The Monogram Murders – Sophie Hannah
The new Hercule Poirot novel – another brilliant murder mystery that can only be solved by the eponymous Belgian detective and his ‘little grey cells’.
Since the publication of her first book in 1920, Agatha Christie wrote 33 novels, two plays and more than 50 short stories featuring Hercule Poirot. Now, for the first time ever, the guardians of her legacy have approved a brand new novel featuring Dame Agatha’s most beloved creation.
Hercule Poirot’s quiet supper in a London coffee house is interrupted when a young woman confides to him that she is about to be murdered. She is terrified, but begs Poirot not to find and punish her killer. Once she is dead, she insists, justice will have been done.
Later that night, Poirot learns that three guests at the fashionable Bloxham Hotel have been murdered, a cufflink placed in each one’s mouth. Could there be a connection with the frightened woman?
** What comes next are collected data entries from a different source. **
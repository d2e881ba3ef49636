use std::path::Path;

use chrono::Utc;
use tokio::io::AsyncWriteExt;
use tokio::time::MissedTickBehavior;
use tokio_util::sync::CancellationToken;

use crate::config::SweepConfig;
use crate::scheduler::batch::{BatchCompleter, BatchOutcome};

/// Periodically completes pending jobs.
pub struct Sweeper {
    completer: BatchCompleter,
    config: SweepConfig,
}

impl Sweeper {
    pub fn new(completer: BatchCompleter, config: SweepConfig) -> Self {
        Self { completer, config }
    }

    /// Sweep once per interval until `shutdown` is cancelled.
    ///
    /// The first sweep happens one full interval after start. A failed sweep
    /// is logged and the loop keeps going.
    pub async fn run(self, shutdown: CancellationToken) {
        let mut interval = tokio::time::interval(self.config.interval);
        interval.set_missed_tick_behavior(MissedTickBehavior::Delay);
        // The first tick completes immediately.
        interval.tick().await;

        tracing::info!(interval_ms = self.config.interval.as_millis() as u64, "Sweeper started");

        loop {
            tokio::select! {
                _ = shutdown.cancelled() => {
                    tracing::info!("Sweeper stopped");
                    break;
                }
                _ = interval.tick() => {
                    self.sweep_once().await;
                }
            }
        }
    }

    /// Run one batch completion, log the result, and append it to the sweep
    /// log if one is configured. Returns `None` if the batch failed.
    pub async fn sweep_once(&self) -> Option<BatchOutcome> {
        tracing::debug!("Sweep started");

        let (outcome, line) = match self.completer.run().await {
            Ok(outcome) => {
                if outcome.count > 0 {
                    tracing::info!(count = outcome.count, ids = ?outcome.ids, "Completed pending jobs");
                } else {
                    tracing::debug!("No pending jobs to complete");
                }
                let line = format!(
                    "[{}] Updated {} pending jobs to completed",
                    Utc::now().to_rfc3339(),
                    outcome.count
                );
                (Some(outcome), line)
            }
            Err(e) => {
                tracing::error!(error = %e, "Sweep failed");
                let line = format!(
                    "[{}] Error updating pending jobs: {}",
                    Utc::now().to_rfc3339(),
                    e
                );
                (None, line)
            }
        };

        if let Some(path) = &self.config.log_path {
            if let Err(e) = append_line(path, &line).await {
                tracing::warn!(path = %path.display(), error = %e, "Failed to write sweep log");
            }
        }

        outcome
    }
}

async fn append_line(path: &Path, line: &str) -> std::io::Result<()> {
    let mut file = tokio::fs::OpenOptions::new()
        .create(true)
        .append(true)
        .open(path)
        .await?;
    file.write_all(line.as_bytes()).await?;
    file.write_all(b"\n").await?;
    file.flush().await
}
//! Persistent job storage.
//!
//! - [`RecordStore`]: id → record map plus the status index partitioning it
//! - [`backend`]: the path-addressed JSON document it is persisted in
//!   ([`MemoryBackend`](backend::MemoryBackend) or
//!   [`JsonFileBackend`](backend::JsonFileBackend))
//! - [`DataFileLock`]: keeps a second process from writing the same data file

pub mod backend;
pub mod file_lock;
pub mod record_store;

pub use backend::{Backend, JsonFileBackend, MemoryBackend, StoreError, WriteOp};
pub use file_lock::{lock_path, DataFileLock};
pub use record_store::{IndexRepair, Page, PageMetadata, RecordStore, SearchQuery, MAX_PAGE_SIZE};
While Poirot struggles to put together the bizarre pieces of the puzzle, the murderer prepares another hotel bedroom for a fourth victim…
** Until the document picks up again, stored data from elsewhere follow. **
use std::str::FromStr;

use chrono::{DateTime, Duration, Utc};
use serde::{Deserialize, Serialize};
use thiserror::Error;
use uuid::Uuid;

use crate::error::{JobError, Result};

#[derive(Debug, Clone, Copy, PartialEq, Eq, Hash, PartialOrd, Ord, Serialize, Deserialize)]
#[serde(rename_all = "lowercase")]
pub enum JobStatus {
    #[serde(alias = "PENDING")]
    Pending,
    #[serde(alias = "COMPLETED")]
    Completed,
    #[serde(alias = "CANCELED")]
    Canceled,
}

impl JobStatus {
    pub const ALL: [JobStatus; 3] = [JobStatus::Pending, JobStatus::Completed, JobStatus::Canceled];

    pub fn as_str(&self) -> &'static str {
        match self {
            JobStatus::Pending => "pending",
            JobStatus::Completed => "completed",
            JobStatus::Canceled => "canceled",
        }
    }
}

impl std::fmt::Display for JobStatus {
    fn fmt(&self, f: &mut std::fmt::Formatter<'_>) -> std::fmt::Result {
        f.write_str(self.as_str())
    }
}

impl FromStr for JobStatus {
    type Err = String;

    fn from_str(s: &str) -> std::result::Result<Self, Self::Err> {
        match s.to_ascii_lowercase().as_str() {
            "pending" => Ok(JobStatus::Pending),
            "completed" => Ok(JobStatus::Completed),
            "canceled" => Ok(JobStatus::Canceled),
            other => Err(format!("unknown job status: {other}")),
        }
    }
}

/// Rejected lifecycle transitions. Each variant is reported as its own kind.
#[derive(Error, Debug, Clone, Copy, PartialEq, Eq)]
pub enum TransitionError {
    #[error("Job is already completed")]
    AlreadyCompleted,

    #[error("Job is already canceled")]
    AlreadyCanceled,

    #[error("A canceled job cannot be completed")]
    CannotCompleteCanceled,

    #[error("A completed job cannot be canceled")]
    CannotCancelCompleted,

    #[error("A completed job cannot be reopened")]
    CannotReopenCompleted,

    #[error("A pending job cannot be reopened")]
    CannotReopenPending,
}

impl TransitionError {
    pub fn code(&self) -> &'static str {
        match self {
            TransitionError::CannotReopenCompleted => "2010",
            TransitionError::CannotCancelCompleted => "2011",
            TransitionError::CannotCompleteCanceled => "2012",
            TransitionError::CannotReopenPending => "2014",
            TransitionError::AlreadyCompleted => "2015",
            TransitionError::AlreadyCanceled => "2016",
        }
    }
}

#[derive(Debug, Clone, Copy, PartialEq, Eq)]
pub enum Field {
    Title,
    Description,
}

impl std::fmt::Display for Field {
    fn fmt(&self, f: &mut std::fmt::Formatter<'_>) -> std::fmt::Result {
        match self {
            Field::Title => write!(f, "title"),
            Field::Description => write!(f, "description"),
        }
    }
}

/// A unit of work tracked through the pending/completed/canceled lifecycle.
///
/// Records are plain values: the store hands out copies, and every mutation
/// goes back through [`RecordStore::update`](crate::store::RecordStore::update).
#[derive(Debug, Clone, PartialEq, Eq, Serialize, Deserialize)]
#[serde(rename_all = "camelCase")]
pub struct JobRecord {
    pub id: Uuid,
    pub title: String,
    pub description: String,
    pub status: JobStatus,
    pub created_at: DateTime<Utc>,
    pub updated_at: DateTime<Utc>,
}

impl JobRecord {
    /// Create a new pending job with a fresh id.
    pub fn new(title: impl Into<String>, description: impl Into<String>) -> Result<Self> {
        let title = non_blank(Field::Title, title.into())?;
        let description = non_blank(Field::Description, description.into())?;
        let now = Utc::now();
        Ok(Self {
            id: Uuid::new_v4(),
            title,
            description,
            status: JobStatus::Pending,
            created_at: now,
            updated_at: now,
        })
    }

    pub fn complete(&mut self) -> Result<()> {
        match self.status {
            JobStatus::Pending => self.transition(JobStatus::Completed),
            JobStatus::Completed => Err(TransitionError::AlreadyCompleted.into()),
            JobStatus::Canceled => Err(TransitionError::CannotCompleteCanceled.into()),
        }
    }

    pub fn cancel(&mut self) -> Result<()> {
        match self.status {
            JobStatus::Pending => self.transition(JobStatus::Canceled),
            JobStatus::Completed => Err(TransitionError::CannotCancelCompleted.into()),
            JobStatus::Canceled => Err(TransitionError::AlreadyCanceled.into()),
        }
    }

    pub fn reopen(&mut self) -> Result<()> {
        match self.status {
            JobStatus::Canceled => self.transition(JobStatus::Pending),
            JobStatus::Pending => Err(TransitionError::CannotReopenPending.into()),
            JobStatus::Completed => Err(TransitionError::CannotReopenCompleted.into()),
        }
    }

    /// Allowed in every status.
    pub fn update_title(&mut self, title: impl Into<String>) -> Result<()> {
        self.title = non_blank(Field::Title, title.into())?;
        self.touch();
        Ok(())
    }

    /// Allowed in every status.
    pub fn update_description(&mut self, description: impl Into<String>) -> Result<()> {
        self.description = non_blank(Field::Description, description.into())?;
        self.touch();
        Ok(())
    }

    fn transition(&mut self, to: JobStatus) -> Result<()> {
        self.status = to;
        self.touch();
        Ok(())
    }

    // updated_at must strictly advance even if the clock has not ticked.
    fn touch(&mut self) {
        let now = Utc::now();
        self.updated_at = if now > self.updated_at {
            now
        } else {
            self.updated_at + Duration::microseconds(1)
        };
    }
}

fn non_blank(field: Field, value: String) -> Result<String> {
    if value.trim().is_empty() {
        return Err(JobError::EmptyField(field));
    }
    Ok(value)
}
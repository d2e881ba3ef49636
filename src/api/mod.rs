//! JSON HTTP API over [`JobService`].
//!
//! Every response uses the `{ code, message, data }` envelope. Errors carry
//! the stable code from [`JobError::code`]. Requests the extractors reject
//! (malformed ids, bad JSON bodies, unknown query values) get
//! [`BAD_REQUEST_CODE`], and unknown routes get [`NOT_FOUND_CODE`].

use std::net::SocketAddr;
use std::sync::Arc;

use axum::{
    extract::{
        rejection::{JsonRejection, PathRejection, QueryRejection},
        FromRequest, FromRequestParts, Path, Query, State,
    },
    http::{HeaderMap, HeaderValue, StatusCode},
    response::{IntoResponse, Response},
    routing::{get, post},
    Json, Router,
};
use serde::{Deserialize, Serialize};
use tokio_util::sync::CancellationToken;
use tower_http::cors::{Any, CorsLayer};
use uuid::Uuid;

use crate::error::JobError;
use crate::job::{JobRecord, JobService, JobUpdate, NewJob, TransitionError};
use crate::store::{PageMetadata, SearchQuery};

pub const SUCCESS_CODE: &str = "0000";
pub const BAD_REQUEST_CODE: &str = "9400";
pub const NOT_FOUND_CODE: &str = "9404";
pub const TOTAL_PAGES_HEADER: &str = "x-total-pages";
pub const TOTAL_ELEMENTS_HEADER: &str = "x-total-elements";

const DEFAULT_PAGE_SIZE: usize = 10;

#[derive(Clone)]
pub struct ApiState {
    pub service: Arc<JobService>,
}

#[derive(Serialize)]
struct Envelope<T> {
    code: &'static str,
    message: String,
    data: Option<T>,
}

fn ok<T: Serialize>(status: StatusCode, data: T) -> Response {
    (
        status,
        Json(Envelope {
            code: SUCCESS_CODE,
            message: "OK".to_string(),
            data: Some(data),
        }),
    )
        .into_response()
}

/// Error side of every handler.
pub enum ApiError {
    Job(JobError),
    /// The request could not be decoded into the handler's arguments.
    BadRequest(String),
}

impl From<JobError> for ApiError {
    fn from(e: JobError) -> Self {
        ApiError::Job(e)
    }
}

impl From<JsonRejection> for ApiError {
    fn from(rejection: JsonRejection) -> Self {
        ApiError::BadRequest(rejection.body_text())
    }
}

impl From<PathRejection> for ApiError {
    fn from(rejection: PathRejection) -> Self {
        ApiError::BadRequest(rejection.body_text())
    }
}

impl From<QueryRejection> for ApiError {
    fn from(rejection: QueryRejection) -> Self {
        ApiError::BadRequest(rejection.body_text())
    }
}

fn status_for(error: &JobError) -> StatusCode {
    match error {
        JobError::NotFound(_) => StatusCode::NOT_FOUND,
        JobError::AlreadyExists(_) | JobError::LockTimeout { .. } => StatusCode::CONFLICT,
        JobError::InvalidTransition(
            TransitionError::AlreadyCompleted | TransitionError::AlreadyCanceled,
        ) => StatusCode::CONFLICT,
        JobError::InvalidTransition(_) | JobError::EmptyField(_) => StatusCode::BAD_REQUEST,
        JobError::Store(_) => StatusCode::INTERNAL_SERVER_ERROR,
    }
}

fn error_response(status: StatusCode, code: &'static str, message: String) -> Response {
    (
        status,
        Json(Envelope::<()> {
            code,
            message,
            data: None,
        }),
    )
        .into_response()
}

impl IntoResponse for ApiError {
    fn into_response(self) -> Response {
        match self {
            ApiError::Job(e) => {
                let status = status_for(&e);
                if status == StatusCode::INTERNAL_SERVER_ERROR {
                    tracing::error!(error = %e, "Request failed");
                }
                error_response(status, e.code(), e.to_string())
            }
            ApiError::BadRequest(message) => {
                tracing::debug!(%message, "Rejected malformed request");
                error_response(StatusCode::BAD_REQUEST, BAD_REQUEST_CODE, message)
            }
        }
    }
}

// Extractors that reject with the error envelope instead of axum's plain text.

#[derive(FromRequest)]
#[from_request(via(Json), rejection(ApiError))]
struct JsonBody<T>(T);

#[derive(FromRequestParts)]
#[from_request(via(Path), rejection(ApiError))]
struct JobPath<T>(T);

#[derive(FromRequestParts)]
#[from_request(via(Query), rejection(ApiError))]
struct QueryParams<T>(T);

type ApiResult = Result<Response, ApiError>;

#[derive(Debug, Deserialize)]
struct ListParams {
    page: Option<usize>,
    size: Option<usize>,
}

#[derive(Serialize)]
struct PageBody {
    jobs: Vec<JobRecord>,
    metadata: PageMetadata,
}

pub fn router(state: ApiState) -> Router {
    let cors = CorsLayer::new()
        .allow_origin(Any)
        .allow_methods(Any)
        .allow_headers(Any)
        .expose_headers(Any);

    Router::new()
        .route("/api/jobs", get(list_jobs).post(create_job))
        .route("/api/jobs/search", get(search_jobs))
        .route("/api/jobs/complete-pending", post(complete_pending))
        .route(
            "/api/jobs/{id}",
            get(get_job).patch(update_job).delete(delete_job),
        )
        .route("/api/jobs/{id}/complete", post(complete_job))
        .route("/api/jobs/{id}/cancel", post(cancel_job))
        .route("/api/jobs/{id}/reopen", post(reopen_job))
        .fallback(route_not_found)
        .layer(cors)
        .with_state(state)
}

/// Serve the API on `addr` until `shutdown` is cancelled.
pub async fn run_api(
    addr: SocketAddr,
    state: ApiState,
    shutdown: CancellationToken,
) -> std::io::Result<()> {
    let listener = tokio::net::TcpListener::bind(addr).await?;
    tracing::info!(addr = %addr, "Starting job API server");

    axum::serve(listener, router(state))
        .with_graceful_shutdown(async move { shutdown.cancelled().await })
        .await
}

async fn create_job(
    State(state): State<ApiState>,
    JsonBody(payload): JsonBody<NewJob>,
) -> ApiResult {
    let job = state.service.create(payload).await?;
    Ok(ok(StatusCode::CREATED, job))
}

async fn list_jobs(
    State(state): State<ApiState>,
    QueryParams(params): QueryParams<ListParams>,
) -> ApiResult {
    if params.page.is_none() && params.size.is_none() {
        let jobs = state.service.list().await?;
        return Ok(ok(StatusCode::OK, jobs));
    }

    let page = state
        .service
        .list_paginated(params.page.unwrap_or(0), params.size.unwrap_or(DEFAULT_PAGE_SIZE))
        .await?;

    let mut headers = HeaderMap::new();
    headers.insert(TOTAL_PAGES_HEADER, HeaderValue::from(page.metadata.total_pages));
    headers.insert(TOTAL_ELEMENTS_HEADER, HeaderValue::from(page.metadata.total_elements));

    let body = PageBody {
        jobs: page.data,
        metadata: page.metadata,
    };
    Ok((headers, ok(StatusCode::OK, body)).into_response())
}

async fn search_jobs(
    State(state): State<ApiState>,
    QueryParams(query): QueryParams<SearchQuery>,
) -> ApiResult {
    let jobs = state.service.search(query).await?;
    Ok(ok(StatusCode::OK, jobs))
}

async fn get_job(State(state): State<ApiState>, JobPath(id): JobPath<Uuid>) -> ApiResult {
    let job = state.service.get(id).await?;
    Ok(ok(StatusCode::OK, job))
}

async fn update_job(
    State(state): State<ApiState>,
    JobPath(id): JobPath<Uuid>,
    JsonBody(changes): JsonBody<JobUpdate>,
) -> ApiResult {
    let job = state.service.update(id, changes).await?;
    Ok(ok(StatusCode::OK, job))
}

async fn complete_job(State(state): State<ApiState>, JobPath(id): JobPath<Uuid>) -> ApiResult {
    let job = state.service.complete(id).await?;
    Ok(ok(StatusCode::OK, job))
}

async fn cancel_job(State(state): State<ApiState>, JobPath(id): JobPath<Uuid>) -> ApiResult {
    let job = state.service.cancel(id).await?;
    Ok(ok(StatusCode::OK, job))
}

async fn reopen_job(State(state): State<ApiState>, JobPath(id): JobPath<Uuid>) -> ApiResult {
    let job = state.service.reopen(id).await?;
    Ok(ok(StatusCode::OK, job))
}

async fn delete_job(State(state): State<ApiState>, JobPath(id): JobPath<Uuid>) -> ApiResult {
    let deleted = state.service.delete(id).await?;
    Ok(ok(StatusCode::OK, deleted))
}

async fn complete_pending(State(state): State<ApiState>) -> ApiResult {
    let outcome = state.service.complete_pending().await?;
    Ok(ok(StatusCode::OK, outcome))
}

async fn route_not_found() -> Response {
    error_response(StatusCode::NOT_FOUND, NOT_FOUND_CODE, "Route not found".to_string())
}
In the hands of internationally bestselling author Sophie Hannah, Poirot plunges into a mystery set in 1920s London – a diabolically clever puzzle that can only be solved by the talented Belgian detective and his ‘little grey cells’.
I first read an Agatha Christie novel when I was 13. Before my 18th birthday I had read them all – every novel and short story (even the one set in ancient Egypt). That was over 20 years ago and in the intervening years I have re-read all my favourites many times over and re-visited a few I couldn’t remember very clearly. Never once during those years did I ever believe that I would hold a brand-new Hercule Poirot novel in my hands. Thank you Sophie Hannah for making my impossible wish become a reality.
The Monogram Murders is Poirot on top form (sadly sans Hastings) but working with the police to uncover three mysterious deaths in the luxurious Bloxham Hotel. Naturally everything is not as it seems and there are layers of lies and subterfuge for Poirot to unpick. His confidence in his own ability is undiminished despite his time out of the spotlight and I loved how he bemuses his Scotland Yard colleague (Catchpool) while feeding him just enough information to believe he was helping.
I found Sophie Hannah’s characters larger than life and easy to keep track of throughout what must be one of the longest Poirot tales. I confess to reading many books too quickly to always be able to keep track of bland characters – no problems here as the key players are all very well outlined and display sufficient individuality to allow me to comfortably keep abreast of developments without the need to leaf back a few pages.
I did mention that this was a longer Poirot book than most and if I have one small criticism it would be that I felt the pacing dropped a little around the middle of the book. At this stage in the story a possible explanation to the deaths was mooted which I found a tad too unbelievable. It was subsequently dismissed as a viable answer but, for me, too long was spent on this particularly unbelievable sub-plot. Once the story moved on I felt that normal service had resumed and everything built up very nicely to a climax placing Poirot on top of his game.
At the end of the book I had mixed emotions. I loved reading a brand new Poirot novel and I think Sophie Hannah did a fantastic job of taking on such a well-known character and making it work so well. However (and I cannot quite believe I am saying this) I would have liked The Monogram Murders to be a little shorter as the mid book sub plot would have lost me were it not for the pull of Poirot.
I would give the Monogram Murders 3.5 out of 5. Essential reading for fans of Poirot and a good whodunit. Naturally I had no idea who was guilty!